- **THE TASK**: Please transcribe all of the records precisely.
EXTRACTED RECORDS START
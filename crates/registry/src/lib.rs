//! Schema source for Specsource data sources.
//!
//! This crate loads OpenAPI documents, discovers the collections they can
//! list, and exposes each one as a [`SpecResource`](specsource_types::SpecResource)
//! the engine can read from. It also owns the user configuration file.

pub mod catalog;
pub mod config;
pub mod openapi;
pub mod resource;

pub use catalog::ResourceCatalog;
pub use config::{SpecSourceConfig, default_config_path};
pub use resource::OpenApiResource;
EXTRACTED RECORDS END
- **ANSWER SPACE**:
filename crates/registry/src/lib.rs
//! Schema source for Specsource data sources.
//!
//! This crate loads OpenAPI documents, discovers the collections they can
//! list, and exposes each one as a [`SpecResource`](specsource_types::SpecResource)
//! the engine can read from. It also owns the user configuration file.

pub mod catalog;
pub mod config;
pub mod openapi;
pub mod resource;

pub use catalog::ResourceCatalog;
pub use config::{SpecSourceConfig, default_config_path};
pub use resource::OpenApiResource;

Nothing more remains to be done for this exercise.